As Government inaction is as appropriate a subject for debate as Government action, is my right hon. Friend aware of the widespread dismay among many homeless people and unemployed people seeking to move house to find work at the Government's decision not to legislate in this Parliament to decontrol new lettings in the private rented sector? Does he envisage time being available for a debate on that important subject?
Does my right hon. Friend share my concern at the spiralling cost of running the House of Commons, which was £51 million in 1983–84 and £57 million in 1984–85? Is it really necessary to have a new telephone system costing £2,035,000? Will he also seriously consider timetabling the business of the House next week so that we finish by midnight each night from Monday to Thursday and thereby reduce expenditure which is getting out of hand?
There is an old adage that the guillotine is a sharp cure for dandruff. I was reasonably tolerant about my hon. Friend's point until he suggested that there ought to be an automatic timetable for every evening next week.

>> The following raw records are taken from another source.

//! Common test utilities for shop-relay integration tests
//!
//! This module provides:
//! - A harness wiring the real router and pipeline over in-memory providers
//! - Counting wrappers around the queue and cache to assert interaction counts
//! - Request builders that sign bodies the way the platform does

use axum::body::{to_bytes, Body};
use axum::http::Request;
use axum::response::Response;
use axum::Router;
use base64::engine::general_purpose::STANDARD as BASE64;
use base64::Engine as _;
use hmac::{Hmac, Mac};
use job_runtime::{
    InMemoryJobQueue, JobDescriptor, JobId, JobQueueClient, PendingJob, ProviderKind, QueueError,
    QueueName,
};
use sha2::Sha256;
use shop_relay_core::{
    CacheError, ExistenceCache, HmacSignatureVerifier, LifecycleKey, MemoryExistenceCache,
    RoutingTable, SigningSecret, TracingAlertSink, WebhookPipeline,
};
use shop_relay_api::{create_router, AppState, ServiceConfig, WebhookConfig};
use std::sync::atomic::{AtomicUsize, Ordering};
use std::sync::Arc;
use tower::ServiceExt;

pub const SECRET: &str = "integration-test-secret";

// ============================================================================
// Counting wrappers
// ============================================================================

/// Queue client wrapper that counts every push and pending-list call
pub struct CountingJobQueue {
    inner: InMemoryJobQueue,
    calls: AtomicUsize,
}

impl CountingJobQueue {
    pub fn new(inner: InMemoryJobQueue) -> Self {
        Self {
            inner,
            calls: AtomicUsize::new(0),
        }
    }

    #[allow(dead_code)]
    pub fn call_count(&self) -> usize {
        self.calls.load(Ordering::SeqCst)
    }
}

#[async_trait::async_trait]
impl JobQueueClient for CountingJobQueue {
    async fn push(&self, job: &JobDescriptor) -> Result<JobId, QueueError> {
        self.calls.fetch_add(1, Ordering::SeqCst);
        self.inner.push(job).await
    }

    async fn list_pending(&self, queue: &QueueName) -> Result<Vec<PendingJob>, QueueError> {
        self.calls.fetch_add(1, Ordering::SeqCst);
        self.inner.list_pending(queue).await
    }

    fn provider_kind(&self) -> ProviderKind {
        self.inner.provider_kind()
    }
}

/// Existence cache wrapper that counts reads
pub struct CountingCache {
    inner: MemoryExistenceCache,
    reads: AtomicUsize,
}

impl CountingCache {
    pub fn new(inner: MemoryExistenceCache) -> Self {
        Self {
            inner,
            reads: AtomicUsize::new(0),
        }
    }

    #[allow(dead_code)]
    pub fn read_count(&self) -> usize {
        self.reads.load(Ordering::SeqCst)
    }
}

#[async_trait::async_trait]
impl ExistenceCache for CountingCache {
    async fn exists(&self, key: &LifecycleKey) -> Result<bool, CacheError> {
        self.reads.fetch_add(1, Ordering::SeqCst);
        self.inner.exists(key).await
    }
}

// ============================================================================
// Harness
// ============================================================================

/// The real router and pipeline over in-memory providers
pub struct TestHarness {
    pub router: Router,
    pub queue: InMemoryJobQueue,
    pub cache: MemoryExistenceCache,
    pub queue_calls: Arc<CountingJobQueue>,
    pub cache_calls: Arc<CountingCache>,
}

/// Build a harness with duplicate suppression enabled
pub fn harness() -> TestHarness {
    harness_with(true)
}

/// Build a harness with an explicit duplicate-suppression toggle
#[allow(dead_code)]
pub fn harness_with(check_duplicate_jobs: bool) -> TestHarness {
    let queue = InMemoryJobQueue::new();
    let cache = MemoryExistenceCache::new();
    let queue_calls = Arc::new(CountingJobQueue::new(queue.clone()));
    let cache_calls = Arc::new(CountingCache::new(cache.clone()));

    let pipeline = WebhookPipeline::new(
        Arc::new(HmacSignatureVerifier::new(SigningSecret::new(SECRET))),
        cache_calls.clone(),
        queue_calls.clone(),
        Arc::new(TracingAlertSink),
        RoutingTable::standard().expect("standard routing table must be complete"),
        check_duplicate_jobs,
    );

    let config = ServiceConfig {
        webhooks: WebhookConfig {
            signing_secret: Some(SECRET.to_string()),
            check_duplicate_jobs,
        },
        ..ServiceConfig::default()
    };

    let router = create_router(AppState::new(config, Arc::new(pipeline)));

    TestHarness {
        router,
        queue,
        cache,
        queue_calls,
        cache_calls,
    }
}

impl TestHarness {
    /// Send one request through the router
    pub async fn send(&self, request: Request<Body>) -> Response {
        self.router
            .clone()
            .oneshot(request)
            .await
            .expect("router must produce a response")
    }
}

// ============================================================================
// Request builders
// ============================================================================

/// Compute the base64 HMAC-SHA256 header value for a body
pub fn sign(body: &[u8]) -> String {
    type HmacSha256 = Hmac<Sha256>;
    let mut mac = HmacSha256::new_from_slice(SECRET.as_bytes()).unwrap();
    mac.update(body);
    BASE64.encode(mac.finalize().into_bytes())
}

/// A direct webhook request with a valid signature
pub fn signed_post(path: &str, body: &[u8]) -> Request<Body> {
    Request::builder()
        .method("POST")
        .uri(path)
        .header("X-Shopify-Hmac-Sha256", sign(body))
        .header("X-Shopify-Shop-Domain", "acme.myshopify.com")
        .header("Content-Type", "application/json")
        .body(Body::from(body.to_vec()))
        .unwrap()
}

/// A request with no signature headers at all
#[allow(dead_code)]
pub fn unsigned_post(path: &str, body: &[u8]) -> Request<Body> {
    Request::builder()
        .method("POST")
        .uri(path)
        .header("Content-Type", "application/json")
        .body(Body::from(body.to_vec()))
        .unwrap()
}

#[allow(dead_code)]
pub fn queue_name(name: &str) -> QueueName {
    QueueName::new(name).expect("test queue name must be valid")
}

#[allow(dead_code)]
pub async fn body_string(response: Response) -> String {
    let bytes = to_bytes(response.into_body(), usize::MAX).await.unwrap();
    String::from_utf8(bytes.to_vec()).unwrap()
}
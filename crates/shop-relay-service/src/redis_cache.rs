//! Redis-backed [`ExistenceCache`] implementation.
//!
//! The markers live in the same Redis instance as the job queues and are
//! written by the create-path worker jobs, not by this service. The cache
//! contract is presence-only: `EXISTS product_42` is the entire read.

use async_trait::async_trait;
use redis::AsyncCommands;
use shop_relay_core::{CacheError, ExistenceCache, LifecycleKey};

/// Existence cache reading marker keys from Redis
pub struct RedisExistenceCache {
    client: redis::Client,
}

impl RedisExistenceCache {
    /// Create a cache from a Redis connection string.
    ///
    /// The connection is established lazily on first use; this only
    /// validates the URL.
    pub fn new(connection_string: &str) -> Result<Self, CacheError> {
        let client =
            redis::Client::open(connection_string).map_err(|e| CacheError::Unavailable {
                message: format!("invalid Redis connection string: {}", e),
            })?;

        Ok(Self { client })
    }
}

impl std::fmt::Debug for RedisExistenceCache {
    fn fmt(&self, f: &mut std::fmt::Formatter<'_>) -> std::fmt::Result {
        f.debug_struct("RedisExistenceCache").finish_non_exhaustive()
    }
}

#[async_trait]
impl ExistenceCache for RedisExistenceCache {
    async fn exists(&self, key: &LifecycleKey) -> Result<bool, CacheError> {
        let mut con = self
            .client
            .get_multiplexed_async_connection()
            .await
            .map_err(|e| CacheError::Unavailable {
                message: e.to_string(),
            })?;

        con.exists(key.as_str())
            .await
            .map_err(|e| CacheError::Unavailable {
                message: e.to_string(),
            })
    }
}

#[cfg(test)]
#[path = "redis_cache_tests.rs"]
mod tests;
//! HTTP error mapping for the webhook endpoints.

use axum::{
    http::StatusCode,
    response::{IntoResponse, Response},
};
use shop_relay_core::WebhookError;
use tracing::{error, warn};

/// Webhook handler errors with HTTP status code mapping.
///
/// The taxonomy follows the sending platform's retry contract:
///
/// - `401 Unauthorized`: signature absent or mismatched; plain-text body.
///   The platform does not retry these.
/// - `400 Bad Request`: malformed payload for the detected transport shape.
///   Permanent, not retryable.
/// - `503 Service Unavailable`: the queue or cache backend is unreachable.
///   The failed acknowledgement is what triggers the platform's redelivery,
///   so this is the only class that may cause an upstream retry.
/// - `500 Internal Server Error`: unexpected failures. Details are logged
///   server-side; the response body stays generic.
#[derive(Debug, thiserror::Error)]
pub enum WebhookHandlerError {
    #[error("Not Authorized")]
    Unauthenticated,

    #[error("{message}")]
    BadRequest { message: String },

    #[error("{message}")]
    Unavailable { message: String },

    #[error("Internal server error")]
    Internal { message: String },
}

impl From<WebhookError> for WebhookHandlerError {
    fn from(error: WebhookError) -> Self {
        match error {
            WebhookError::Unauthenticated => Self::Unauthenticated,
            error @ (WebhookError::MalformedPayload { .. } | WebhookError::JsonParsing(_)) => {
                Self::BadRequest {
                    message: error.to_string(),
                }
            }
            error if error.is_transient() => Self::Unavailable {
                message: error.to_string(),
            },
            error => Self::Internal {
                message: error.to_string(),
            },
        }
    }
}

impl IntoResponse for WebhookHandlerError {
    fn into_response(self) -> Response {
        match self {
            Self::Unauthenticated => {
                (StatusCode::UNAUTHORIZED, "Not Authorized").into_response()
            }
            Self::BadRequest { message } => (StatusCode::BAD_REQUEST, message).into_response(),
            Self::Unavailable { message } => {
                warn!(error = %message, "Downstream unavailable; platform will redeliver");
                (StatusCode::SERVICE_UNAVAILABLE, message).into_response()
            }
            Self::Internal { message } => {
                error!(error = %message, "Internal server error occurred");
                (
                    StatusCode::INTERNAL_SERVER_ERROR,
                    "Internal server error occurred. Please try again later.",
                )
                    .into_response()
            }
        }
    }
}

/// Server lifecycle errors
#[derive(Debug, thiserror::Error)]
pub enum ServiceError {
    #[error("Failed to bind to {address}: {message}")]
    BindFailed { address: String, message: String },

    #[error("Server failed: {message}")]
    ServerFailed { message: String },

    #[error("Configuration error: {message}")]
    Configuration { message: String },
}

#[cfg(test)]
#[path = "errors_tests.rs"]
mod tests;
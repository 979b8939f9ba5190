//! Causal-ordering safeguard for resource lifecycle events.
//!
//! Webhook delivery carries no cross-topic ordering guarantee: an update
//! notification can arrive before the create notification for the same
//! resource. The gate closes the common race by consulting an existence
//! cache — a key whose mere presence records that the resource's creation
//! has already been processed. The marker itself is written by the
//! create-path's downstream job, not by this service.
//!
//! This is best-effort, not strict: an update suppressed here is never
//! replayed once the marker appears later. The check is a plain
//! read-then-act against shared external state; do not add locking or
//! conditional writes — stronger atomicity would change dispatch timing and
//! is tracked as possible future hardening, not a correctness requirement.

use crate::{ResourceKind, Topic, TopicAction};
use async_trait::async_trait;
use std::fmt;
use std::sync::Arc;
use tracing::debug;

// ============================================================================
// Core Types
// ============================================================================

/// Cache key recording that a resource's creation has been processed.
///
/// Format: `{resource_kind}_{resource_id}`, built only for resource kinds in
/// the gating allow-list.
#[derive(Debug, Clone, PartialEq, Eq, Hash)]
pub struct LifecycleKey(String);

impl LifecycleKey {
    /// Build the key for a resource
    pub fn new(kind: ResourceKind, resource_id: &str) -> Self {
        Self(format!("{}_{}", kind.as_str(), resource_id))
    }

    /// Get string representation
    pub fn as_str(&self) -> &str {
        &self.0
    }
}

impl fmt::Display for LifecycleKey {
    fn fmt(&self, f: &mut fmt::Formatter<'_>) -> fmt::Result {
        write!(f, "{}", self.0)
    }
}

/// Interface for the key-value existence cache
#[async_trait]
pub trait ExistenceCache: Send + Sync {
    /// Does the key exist?
    async fn exists(&self, key: &LifecycleKey) -> Result<bool, CacheError>;
}

/// Errors from the existence cache backend
#[derive(Debug, thiserror::Error)]
pub enum CacheError {
    #[error("Cache backend unavailable: {message}")]
    Unavailable { message: String },
}

impl CacheError {
    /// Cache failures are backend-reachability problems; the request fails
    /// with a retryable acknowledgement rather than guessing at the marker.
    pub fn is_transient(&self) -> bool {
        match self {
            Self::Unavailable { .. } => true,
        }
    }
}

/// Outcome of a gate evaluation
#[derive(Debug, Clone, PartialEq, Eq)]
pub enum GateDecision {
    /// The event may proceed to routing and dispatch
    Allow,

    /// The event is dropped silently: acknowledged as handled, nothing
    /// dispatched. `key` is the marker that was absent, when one could be
    /// built.
    Suppress { key: Option<LifecycleKey> },
}

// ============================================================================
// LifecycleGate
// ============================================================================

/// Gate evaluating whether a lifecycle event may proceed.
///
/// Applies only to topics whose resource kind is in the allow-list
/// ({product, collection}); every other topic passes unconditionally.
/// `create` actions pass too — the create path is what causes the marker to
/// be written downstream. `update` and `delete` pass only when the marker
/// already exists.
pub struct LifecycleGate {
    cache: Arc<dyn ExistenceCache>,
}

impl LifecycleGate {
    /// Create a gate over an existence cache
    pub fn new(cache: Arc<dyn ExistenceCache>) -> Self {
        Self { cache }
    }

    /// Evaluate the gate for an event's topic and resource id
    pub async fn evaluate(
        &self,
        topic: Topic,
        resource_id: Option<&str>,
    ) -> Result<GateDecision, CacheError> {
        let Some(kind) = topic.resource_kind() else {
            return Ok(GateDecision::Allow);
        };

        match topic.action() {
            TopicAction::Create => Ok(GateDecision::Allow),
            TopicAction::Update | TopicAction::Delete => {
                let Some(resource_id) = resource_id else {
                    // No id means no marker to check; the event cannot be
                    // correlated with a known resource.
                    debug!(topic = %topic, "Suppressing lifecycle event without resource id");
                    return Ok(GateDecision::Suppress { key: None });
                };

                let key = LifecycleKey::new(kind, resource_id);
                if self.cache.exists(&key).await? {
                    Ok(GateDecision::Allow)
                } else {
                    Ok(GateDecision::Suppress { key: Some(key) })
                }
            }
            // Unreachable for allow-listed kinds today; harmless if a new
            // action is ever added to a gated resource.
            TopicAction::Publish | TopicAction::Uninstalled => Ok(GateDecision::Allow),
        }
    }
}

impl fmt::Debug for LifecycleGate {
    fn fmt(&self, f: &mut fmt::Formatter<'_>) -> fmt::Result {
        f.debug_struct("LifecycleGate").finish_non_exhaustive()
    }
}

#[cfg(test)]
#[path = "lifecycle_tests.rs"]
mod tests;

However, I am grateful to him for making the point that the costs of the House of Commons are rising sharply.
Will the Leader of the House find time for a debate on the army training establishments of the Ministry of Defence, in the light of the announcement yesterday by the Secretary of State for Defence of a reprieve for Crickhowell and the somewhat misleading statement of the Prime Minister this afternoon? She implied that the Gordon barracks in my constituency have been reprieved. The barracks have been reprieved only as a TA base, not as a training centre.
Will not the Leader of the House acknowledge that we need a debate because of theo Ministry of Defence's argument that the reason for the closure of both barracks is that there are insufficient recruits in Scotland and Wales to sustain them? Scotland has twice as many recruits as Wales, yet the Government have not reprieved the Bridge of Don barracks in my constituency. Will the Leader of the House acknowledge that the only way that I can save it is to run under a bus, if there are any left after the Transport Bill becomes an Act?
I will not respond to the invitation to comment upon the hon. Gentleman running under a bus, but his point is a particularly suitable one for him to try his luck in the Ballot for the Adjournment.